Mendrisio ospiti la sede sottocenerina della Commercio

Fonte: https://www.laregione.ch/

A Mendrisio non manca che un ‘curriculum’ per completare la sua offerta didattica, quello commerciale. Ecco che l’idea che si è fatta strada, ormai un anno e mezzo fa, di ‘sdoppiare’ la Scuola cantonale di commercio di Bellinzona, aprendo una seconda sede nel Sottoceneri, ha catturato l’attenzione del Ppd locale. Per il gruppo sarebbe un’opportunità da non lasciarsi sfuggire. Memori della sapienza con cui il capoluogo si è conquistato uno spazio nel panorama universitario ticinese, i popolaridemocratici vedono già la città fra i possibili candidati. L’invito al Municipio è convinto: tenersi pronti e farsi avanti. Tant’è che, prima firmataria la consigliera comunale Monica Meroni, giusto ieri il Ppd-Generazione giovani ha depositato un’interrogazione.

Sia chiaro, sulla possibilità di creare un centro di formazione avanzato al di qua del Ceneri, al momento, non c’è nulla di concreto. A perorare la causa di un’‘appendice’ sottocenerina di quella che è la scuola media superiore più grande del cantone con i suoi circa 1’300 studenti e 150 docenti, è stato il granconsigliere dell’Mps Matteo Pronzini nel marzo del 2018 con una mozione. La proposta ha lasciato, però, perplesso il Consiglio di Stato, il quale nel settembre successivo ha chiesto di bocciare l’atto parlamentare. Il governo non crede, in effetti, che l’istituto sia vittima del suo successo – piace agli alunni e al mondo del lavoro – e l’ampliamento messo in cantiere risponde già alle esigenze della scuola.
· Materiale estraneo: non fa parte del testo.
//! Persisted user settings (lives in the OS config directory).
//!
//! All fields carry `#[serde(default)]` so a partial JSON file is valid:
//! missing keys fall back to the built-in defaults.

use egui::Color32;
use serde::{Deserialize, Serialize};
use std::path::{Path, PathBuf};
use std::time::Duration;

#[derive(Debug, thiserror::Error)]
pub enum ConfigError {
    #[error("failed to read {path}: {source}")]
    Read {
        path: PathBuf,
        source: std::io::Error,
    },
    #[error("failed to write {path}: {source}")]
    Write {
        path: PathBuf,
        source: std::io::Error,
    },
    #[error("invalid settings file {path}: {source}")]
    Parse {
        path: PathBuf,
        source: serde_json::Error,
    },
    #[error("failed to encode settings: {0}")]
    Serialize(#[source] serde_json::Error),
}

#[derive(Debug, Clone, PartialEq, Serialize, Deserialize)]
#[serde(default)]
pub struct AppSettings {
    /// How long after a drag release a trailing click is ignored.
    pub click_debounce_ms: u64,
    /// Seed the board with demo tasks on startup.
    pub load_sample_tasks: bool,
    /// Colors offered by the task form, as `#RRGGBB` / `#RRGGBBAA`.
    #[serde(with = "hex_color_vec")]
    pub task_palette: Vec<Color32>,
}

impl Default for AppSettings {
    fn default() -> Self {
        Self {
            click_debounce_ms: 100,
            load_sample_tasks: true,
            task_palette: default_palette(),
        }
    }
}

impl AppSettings {
    pub fn click_debounce(&self) -> Duration {
        Duration::from_millis(self.click_debounce_ms)
    }

    /// Palette entry for the `n`th new task, cycling. Falls back to the
    /// built-in palette when the configured one is empty.
    pub fn palette_color(&self, n: usize) -> Color32 {
        let palette = if self.task_palette.is_empty() {
            default_palette()
        } else {
            self.task_palette.clone()
        };
        palette[n % palette.len()]
    }

    /// Where settings live: `<config dir>/settings.json`.
    pub fn default_path() -> PathBuf {
        if let Some(proj_dirs) = directories::ProjectDirs::from("", "", "WeekPlanner") {
            proj_dirs.config_dir().join("settings.json")
        } else {
            PathBuf::from(".").join("settings.json")
        }
    }

    pub fn load_from(path: &Path) -> Result<Self, ConfigError> {
        let text = std::fs::read_to_string(path).map_err(|source| ConfigError::Read {
            path: path.to_path_buf(),
            source,
        })?;
        serde_json::from_str(&text).map_err(|source| ConfigError::Parse {
            path: path.to_path_buf(),
            source,
        })
    }

    /// Load settings, never failing: a missing file is the normal first-run
    /// case, anything else is logged and replaced with defaults.
    pub fn load_or_default(path: &Path) -> Self {
        match Self::load_from(path) {
            Ok(settings) => {
                tracing::debug!(path = %path.display(), "settings loaded");
                settings
            }
            Err(ConfigError::Read { source, .. })
                if source.kind() == std::io::ErrorKind::NotFound =>
            {
                tracing::debug!(path = %path.display(), "no settings file, using defaults");
                Self::default()
            }
            Err(err) => {
                tracing::warn!(%err, "falling back to default settings");
                Self::default()
            }
        }
    }

    pub fn save_to(&self, path: &Path) -> Result<(), ConfigError> {
        let write_err = |source| ConfigError::Write {
            path: path.to_path_buf(),
            source,
        };
        if let Some(dir) = path.parent() {
            std::fs::create_dir_all(dir).map_err(write_err)?;
        }
        let json = serde_json::to_string_pretty(self).map_err(ConfigError::Serialize)?;
        std::fs::write(path, json).map_err(write_err)
    }
}

fn default_palette() -> Vec<Color32> {
    vec![
        Color32::from_rgb(59, 130, 246),  // Blue
        Color32::from_rgb(239, 68, 68),   // Red
        Color32::from_rgb(16, 185, 129),  // Green
        Color32::from_rgb(245, 158, 11),  // Amber
        Color32::from_rgb(139, 92, 246),  // Violet
        Color32::from_rgb(236, 72, 153),  // Pink
        Color32::from_rgb(6, 182, 212),   // Cyan
        Color32::from_rgb(132, 204, 22),  // Lime
    ]
}

pub fn parse_hex_color(s: &str) -> Result<Color32, String> {
    let s = s.trim().trim_start_matches('#');
    let byte = |i: usize| {
        s.get(i..i + 2)
            .ok_or_else(|| format!("Invalid hex color '{}'", s))
            .and_then(|h| u8::from_str_radix(h, 16).map_err(|e| e.to_string()))
    };
    match s.len() {
        6 => Ok(Color32::from_rgb(byte(0)?, byte(2)?, byte(4)?)),
        8 => Ok(Color32::from_rgba_unmultiplied(
            byte(0)?,
            byte(2)?,
            byte(4)?,
            byte(6)?,
        )),
        _ => Err(format!(
            "Invalid hex color '{}': expected 6 or 8 hex digits",
            s
        )),
    }
}

pub fn to_hex(color: Color32) -> String {
    let [r, g, b, a] = color.to_srgba_unmultiplied();
    if a == 255 {
        format!("#{:02X}{:02X}{:02X}", r, g, b)
    } else {
        format!("#{:02X}{:02X}{:02X}{:02X}", r, g, b, a)
    }
}

/// Serde helper for `Vec<Color32>` stored as an array of hex strings.
mod hex_color_vec {
    use egui::Color32;
    use serde::{self, Deserialize, Deserializer, Serializer};

    pub fn serialize<S>(colors: &Vec<Color32>, serializer: S) -> Result<S::Ok, S::Error>
    where
        S: Serializer,
    {
        serializer.collect_seq(colors.iter().map(|c| super::to_hex(*c)))
    }

    pub fn deserialize<'de, D>(deserializer: D) -> Result<Vec<Color32>, D::Error>
    where
        D: Deserializer<'de>,
    {
        let strings: Vec<String> = Vec::deserialize(deserializer)?;
        strings
            .iter()
            .map(|s| super::parse_hex_color(s).map_err(serde::de::Error::custom))
            .collect()
    }
}

#[cfg(test)]
mod tests {
    use super::*;
    use pretty_assertions::assert_eq;

    fn temp_path(name: &str) -> PathBuf {
        std::env::temp_dir()
            .join(format!("week-planner-test-{}-{}", std::process::id(), name))
            .join("settings.json")
    }

    #[test]
    fn partial_file_fills_in_defaults() {
        let settings: AppSettings = serde_json::from_str(r#"{"click_debounce_ms": 250}"#).unwrap();
        assert_eq!(settings.click_debounce(), Duration::from_millis(250));
        assert!(settings.load_sample_tasks);
        assert_eq!(settings.task_palette, default_palette());
    }

    #[test]
    fn palette_is_hex_encoded() {
        let settings = AppSettings {
            task_palette: vec![
                Color32::from_rgb(0x3B, 0x82, 0xF6),
                Color32::from_rgb(0x00, 0xFF, 0x10),
            ],
            ..Default::default()
        };
        let json = serde_json::to_value(&settings).unwrap();
        assert_eq!(json["task_palette"], serde_json::json!(["#3B82F6", "#00FF10"]));

        let back: AppSettings = serde_json::from_value(json).unwrap();
        assert_eq!(back.task_palette, settings.task_palette);
    }

    #[test]
    fn bad_hex_is_a_parse_error() {
        assert!(parse_hex_color("#12345").is_err());
        assert!(parse_hex_color("#GG0000").is_err());
        assert!(serde_json::from_str::<AppSettings>(r#"{"task_palette": ["nope"]}"#).is_err());
    }

    #[test]
    fn encode_failures_are_not_reported_as_bad_files() {
        let mut unencodable = std::collections::BTreeMap::new();
        unencodable.insert((1u8, 2u8), 3u8);
        let err = ConfigError::Serialize(serde_json::to_string(&unencodable).unwrap_err());
        assert!(err.to_string().starts_with("failed to encode settings"));
        assert!(!matches!(err, ConfigError::Parse { .. }));
    }

    #[test]
    fn empty_palette_falls_back() {
        let settings = AppSettings {
            task_palette: Vec::new(),
            ..Default::default()
        };
        assert_eq!(settings.palette_color(9), default_palette()[1]);
    }

    #[test]
    fn save_then_load_from_disk() {
        let path = temp_path("roundtrip");
        let settings = AppSettings {
            click_debounce_ms: 42,
            load_sample_tasks: false,
            ..Default::default()
        };
        settings.save_to(&path).unwrap();
        assert_eq!(AppSettings::load_from(&path).unwrap(), settings);
        let _ = std::fs::remove_dir_all(path.parent().unwrap());
    }

    #[test]
    fn missing_and_corrupt_files_fall_back_to_defaults() {
        let missing = temp_path("missing");
        assert_eq!(AppSettings::load_or_default(&missing), AppSettings::default());

        let corrupt = temp_path("corrupt");
        std::fs::create_dir_all(corrupt.parent().unwrap()).unwrap();
        std::fs::write(&corrupt, "{ not json").unwrap();
        assert!(matches!(
            AppSettings::load_from(&corrupt),
            Err(ConfigError::Parse { .. })
        ));
        assert_eq!(AppSettings::load_or_default(&corrupt), AppSettings::default());
        let _ = std::fs::remove_dir_all(corrupt.parent().unwrap());
    }
}
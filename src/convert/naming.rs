//! Output file naming

use super::format::OutputFormat;
use std::path::Path;

/// Base name for output files: the input's file name without its extension.
pub fn output_base_name(source: &Path) -> String {
    source
        .file_stem()
        .map(|stem| stem.to_string_lossy().into_owned())
        .unwrap_or_default()
}

/// `<base><page, zero-padded to 4 digits>.<ext>`
///
/// Indices of 10000 and above keep all their digits.
pub fn output_file_name(base: &str, page: u32, format: OutputFormat) -> String {
    format!("{}{:04}.{}", base, page, format.extension())
}
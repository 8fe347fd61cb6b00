//! Rendering capability seam
//!
//! The converter only ever talks to these traits. [`PdfiumBackend`](super::PdfiumBackend)
//! is the production adapter; tests plug in an in-memory backend.

use crate::error::Result;
use image::DynamicImage;
use std::path::Path;

/// PDF user-space units per inch
const PDF_POINTS_PER_INCH: f32 = 72.0;

/// Fixed rasterization settings
#[derive(Debug, Clone, Copy, PartialEq, Eq)]
pub struct RenderOptions {
    /// Horizontal resolution in dots per inch
    pub resolution_x: u32,
    /// Vertical resolution in dots per inch
    pub resolution_y: u32,
}

impl Default for RenderOptions {
    fn default() -> Self {
        Self {
            resolution_x: 300,
            resolution_y: 300,
        }
    }
}

impl RenderOptions {
    /// Pixel size of a page measured in points at these resolutions.
    pub fn target_size(&self, width_points: f32, height_points: f32) -> (i32, i32) {
        (
            points_to_pixels(width_points, self.resolution_x),
            points_to_pixels(height_points, self.resolution_y),
        )
    }
}

fn points_to_pixels(points: f32, dpi: u32) -> i32 {
    let pixels = (points / PDF_POINTS_PER_INCH * dpi as f32).round();
    pixels.max(1.0) as i32
}

/// Something that can open documents for rasterization.
///
/// The backend owns the native library. Documents borrow it, so a document
/// can never outlive the engine that loaded it.
pub trait RenderBackend {
    type Document<'a>: RenderDocument
    where
        Self: 'a;

    /// Open the document at `path`.
    fn open_document(&self, path: &Path) -> Result<Self::Document<'_>>;
}

/// An open document handle.
///
/// Dropping the handle closes the document.
pub trait RenderDocument {
    /// Total number of pages.
    fn page_count(&self) -> u32;

    /// Rasterize the zero-based page `index`.
    ///
    /// Any per-page native resources are released before this returns; the
    /// caller owns the returned bitmap.
    fn render_page(&self, index: u32, options: &RenderOptions) -> Result<DynamicImage>;
}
A questo punto non resta che attendere il parere della Gestione, preludio al voto finale del parlamento. Vista da Mendrisio (e dai banchi Ppd) non si può, comunque, trascurare che quasi la metà degli allievi proviene proprio dal Sottoceneri e che Mendrisio – che nell’autunno del 2020 vedrà spalancare le porte del campus Supsi – nostra le condizioni ideali per fare spazio pure alla Scuola cantonale di commercio. Non lo toglie dalla testa nessuno ai popolaridemocratici che la presenza di una seconda sede “potrebbe avere effetti positivi sia perché faciliterebbe l’accesso alla scuola da parte di studenti del Sottoceneri, sia perché sgraverebbe in modo significativo il traffico ferroviario, già molto congestionato visto che gli orari scolastici si sovrappongono agli orari lavorativi”.
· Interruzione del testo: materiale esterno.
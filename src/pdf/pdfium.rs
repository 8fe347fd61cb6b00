//! PDFium adapter for the rendering backend

use super::backend::{RenderBackend, RenderDocument, RenderOptions};
use crate::error::{Error, Result};
use image::DynamicImage;
use pdfium_render::prelude::*;
use std::path::{Path, PathBuf};

/// Environment variable naming a directory that holds the PDFium library
const PDFIUM_LIB_ENV: &str = "PDFIUM_DYNAMIC_LIB_PATH";

/// Rendering backend over a bound PDFium library.
///
/// Construct it once, pass it by reference to the converter and drop it when
/// the run is over; the library is unbound on drop.
pub struct PdfiumBackend {
    pdfium: Pdfium,
}

impl PdfiumBackend {
    /// Bind PDFium from the default search locations.
    pub fn new() -> Result<Self> {
        Self::with_library_dir(None::<PathBuf>)
    }

    /// Bind PDFium, trying `dir` before the default search locations.
    ///
    /// Search order: `dir`, `$PDFIUM_DYNAMIC_LIB_PATH`, `./`, `/opt/pdfium/lib`,
    /// then the system library.
    pub fn with_library_dir<P: AsRef<Path>>(dir: Option<P>) -> Result<Self> {
        let mut candidates: Vec<PathBuf> = Vec::new();
        if let Some(dir) = dir {
            candidates.push(dir.as_ref().to_path_buf());
        }
        if let Ok(dir) = std::env::var(PDFIUM_LIB_ENV) {
            candidates.push(PathBuf::from(dir));
        }
        candidates.push(PathBuf::from("./"));
        candidates.push(PathBuf::from("/opt/pdfium/lib"));

        for dir in &candidates {
            let library = Pdfium::pdfium_platform_library_name_at_path(dir);
            match Pdfium::bind_to_library(&library) {
                Ok(bindings) => {
                    tracing::debug!(library = %library.display(), "bound PDFium");
                    return Ok(Self {
                        pdfium: Pdfium::new(bindings),
                    });
                }
                Err(e) => {
                    tracing::debug!(library = %library.display(), error = %e, "PDFium not found");
                }
            }
        }

        let bindings = Pdfium::bind_to_system_library().map_err(|e| Error::Pdfium {
            reason: format!("Failed to initialize PDFium: {}", e),
        })?;
        Ok(Self {
            pdfium: Pdfium::new(bindings),
        })
    }
}

impl RenderBackend for PdfiumBackend {
    type Document<'a> = PdfiumDocument<'a>;

    fn open_document(&self, path: &Path) -> Result<PdfiumDocument<'_>> {
        if !path.exists() {
            return Err(Error::FileNotFound {
                path: path.display().to_string(),
            });
        }

        let document = self
            .pdfium
            .load_pdf_from_file(path, None)
            .map_err(|e| Error::Pdfium {
                reason: format!("Failed to open {}: {}", path.display(), e),
            })?;
        let page_count = document.pages().len() as u32;

        Ok(PdfiumDocument {
            document,
            page_count,
        })
    }
}

/// A PDF loaded by [`PdfiumBackend`]
pub struct PdfiumDocument<'a> {
    document: PdfDocument<'a>,
    page_count: u32,
}

impl RenderDocument for PdfiumDocument<'_> {
    fn page_count(&self) -> u32 {
        self.page_count
    }

    fn render_page(&self, index: u32, options: &RenderOptions) -> Result<DynamicImage> {
        if index >= self.page_count {
            return Err(Error::Render {
                page: index,
                reason: format!("page out of bounds (total: {})", self.page_count),
            });
        }

        let pages = self.document.pages();
        let page = pages.get(index as u16).map_err(|e| Error::Render {
            page: index,
            reason: format!("{}", e),
        })?;

        let (width, height) = options.target_size(page.width().value, page.height().value);
        let config = PdfRenderConfig::new()
            .set_target_size(width, height)
            .render_form_data(true)
            .render_annotations(true);

        let bitmap = page
            .render_with_config(&config)
            .map_err(|e| Error::Render {
                page: index,
                reason: format!("{}", e),
            })?;

        // page and bitmap are released here; the image owns its own pixels
        Ok(bitmap.as_image())
    }
}
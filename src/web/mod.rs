//! Reverse service
//!
//! - `GET /use`: the HTML form, served unchanged
//! - `POST /user`: the `first_name` field, reversed

mod config;
mod reverse;

pub use config::ServiceConfig;
pub use reverse::{reverse, reverse_name, EchoForm, EchoRequest};

use crate::error::Result;
use axum::{
    routing::{get_service, post},
    Router,
};
use tokio::net::TcpListener;
use tower_http::services::ServeFile;
use tower_http::trace::TraceLayer;

/// Build the service router.
pub fn router(config: &ServiceConfig) -> Router {
    Router::new()
        .route("/use", get_service(ServeFile::new(&config.asset_path)))
        .route("/user", post(reverse_name))
        .layer(TraceLayer::new_for_http())
}

/// Bind and serve until the process is stopped.
pub async fn serve(config: ServiceConfig) -> Result<()> {
    let listener = TcpListener::bind((config.host.as_str(), config.port)).await?;
    serve_on(listener, config).await
}

/// Serve on an already bound listener.
pub async fn serve_on(listener: TcpListener, config: ServiceConfig) -> Result<()> {
    let addr = listener.local_addr()?;
    tracing::info!("listening at http://{}:{}", addr.ip(), addr.port());

    axum::serve(listener, router(&config)).await?;
    Ok(())
}
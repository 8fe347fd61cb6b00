//! PDF rendering layer
//!
//! A small trait seam over the rendering engine, and its PDFium adapter.

mod backend;
mod pdfium;

pub use backend::{RenderBackend, RenderDocument, RenderOptions};
pub use pdfium::PdfiumBackend;
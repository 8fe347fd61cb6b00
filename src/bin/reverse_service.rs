//! reverse-service - Entry point
//!
//! Serves the name form at `GET /use` and reverses submissions at `POST /user`.

use pdf2image_tools::web::{serve, ServiceConfig};

#[tokio::main]
async fn main() -> anyhow::Result<()> {
    pdf2image_tools::init_tracing("pdf2image_tools=info,reverse_service=info,tower_http=debug");

    let config = ServiceConfig::from_env();
    tracing::info!(asset = %config.asset_path.display(), "Starting reverse service");

    serve(config).await?;
    Ok(())
}
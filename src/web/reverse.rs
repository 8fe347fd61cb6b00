//! `POST /user`: echo the submitted name back, reversed

use axum::{
    async_trait,
    extract::{FromRequest, Request},
    http::header::CONTENT_TYPE,
    response::{IntoResponse, Response},
    Form, Json,
};
use serde::Deserialize;

/// Body of `POST /user`
#[derive(Debug, Clone, Default, PartialEq, Eq, Deserialize)]
pub struct EchoRequest {
    /// Missing field reads as empty
    #[serde(default)]
    pub first_name: String,
}

/// Reverse `input` by Unicode scalar value.
pub fn reverse(input: &str) -> String {
    input.chars().rev().collect()
}

/// Accepts the request body as either a urlencoded form or JSON.
#[derive(Debug)]
pub struct EchoForm(pub EchoRequest);

#[async_trait]
impl<S> FromRequest<S> for EchoForm
where
    S: Send + Sync,
{
    type Rejection = Response;

    async fn from_request(req: Request, state: &S) -> Result<Self, Self::Rejection> {
        let is_json = req
            .headers()
            .get(CONTENT_TYPE)
            .and_then(|value| value.to_str().ok())
            .is_some_and(|ct| ct.starts_with("application/json"));

        if is_json {
            let Json(body) = Json::<EchoRequest>::from_request(req, state)
                .await
                .map_err(IntoResponse::into_response)?;
            Ok(Self(body))
        } else {
            let Form(body) = Form::<EchoRequest>::from_request(req, state)
                .await
                .map_err(IntoResponse::into_response)?;
            Ok(Self(body))
        }
    }
}

pub async fn reverse_name(EchoForm(request): EchoForm) -> String {
    tracing::info!(first_name = %request.first_name, "received name");
    reverse(&request.first_name)
}
impl RunLogger {
    pub fn new(config: &Config) -> Self {
        Self {
            logger: Logger::with_config("RUN".to_string(), config),
        }
    }

    pub fn logger(&self) -> &Logger {
        &self.logger
    }

    pub async fn log_scenario_start(&self, spec: &ScenarioSpec) {
        self.logger
            .info(&format!(
                "Scenario '{}' starting: {} VUs x {} iterations (max {})",
                spec.name,
                spec.vus,
                spec.iterations,
                format_duration(spec.max_duration)
            ))
            .field("scenario", &spec.name)
            .field("executor", spec.executor.as_str())
            .field("exec", spec.exec.as_str())
            .field("vus", spec.vus)
            .field("iterations", spec.iterations)
            .log()
            .await;
    }

    pub async fn log_scenario_complete(&self, outcome: &ScenarioOutcome) {
        let level = if outcome.is_complete() { LogLevel::Info } else { LogLevel::Warn };
        self.logger
            .log(
                level,
                &format!(
                    "Scenario '{}' stopped ({:?}): {}/{} iterations complete, {} interrupted in {:.1}s",
                    outcome.name,
                    outcome.stop_reason,
                    outcome.completed_iterations,
                    outcome.planned_iterations,
                    outcome.interrupted_iterations,
                    outcome.duration_ms / 1000.0
                ),
            )
            .field("scenario", &outcome.name)
            .field("completed_iterations", outcome.completed_iterations)
            .field("interrupted_iterations", outcome.interrupted_iterations)
            .field("dropped_iterations", outcome.dropped_iterations())
            .field("stop_reason", outcome.stop_reason)
            .log()
            .await;
    }

    pub async fn log_run_summary(&self, report: &RunReport) {
        let level = if report.thresholds_passed() { LogLevel::Info } else { LogLevel::Warn };
        self.logger
            .log(
                level,
                &format!(
                    "Plan '{}' finished: {} requests, {:.2}% failed, {} of {} thresholds crossed",
                    report.plan,
                    report.totals.http_reqs,
                    report.totals.failed_rate() * 100.0,
                    report.failed_thresholds().len(),
                    report.thresholds.len()
                ),
            )
            .field("plan", &report.plan)
            .field("http_reqs", report.totals.http_reqs)
            .field("failed_reqs", report.totals.failed_reqs)
            .field("iterations", report.totals.iterations)
            .field("duration_ms", report.duration_ms)
            .field("interrupted", report.interrupted)
            .log()
            .await;
    }
}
Gli argomenti a favore dell’operazione, insomma, non mancano agli occhi dei firmatari dell’interrogazione. La coabitazione, ad esempio, con altri percorsi formativi e sedi scolastiche – a cominciare, appunto dall’Accademia di architettura e dalla Supsi – potrebbe creare “sinergie interessanti”. In più, si insiste, “la presenza di una stazione ferroviaria e di una rete di trasporto pubblico capillare faciliterebbe l’accesso alla scuola sia da parte di studenti del Mendrisiotto, sia di studenti del Luganese”. Non lo si dice in modo esplicito nell’interrogazione, ma il gruppo Ppd avrebbe anche un suggerimento sulla soluzione logistica: l’area accanto alla struttura che accoglierà il Dipartimento ambiente, costruzioni e design e a due passi dallo scalo ferroviario. Ovvero gli spazi di via Catenazzi oggi occupati dalla rimessa degli autopostali, destinati (nelle intenzioni dell’azienda, orizzonte 2021) a spostarsi in via Borromini, a ridosso della zona di Cercera a Rancate. Adesso, quindi, non rimane che capire cosa ne pensa l’esecutivo. Come valuta, chiede infatti il Ppd (compatto), la possibilità di una seconda sede della scuola di Bellinzona a Mendrisio? E “quali soluzioni potrebbero entrare in considerazione?”. Ma soprattutto: “Il Municipio intende attivarsi nei confronti dell’autorità cantonale per segnalare l’eventuale interesse di Mendrisio a ospitare una seconda sede della Scc?”.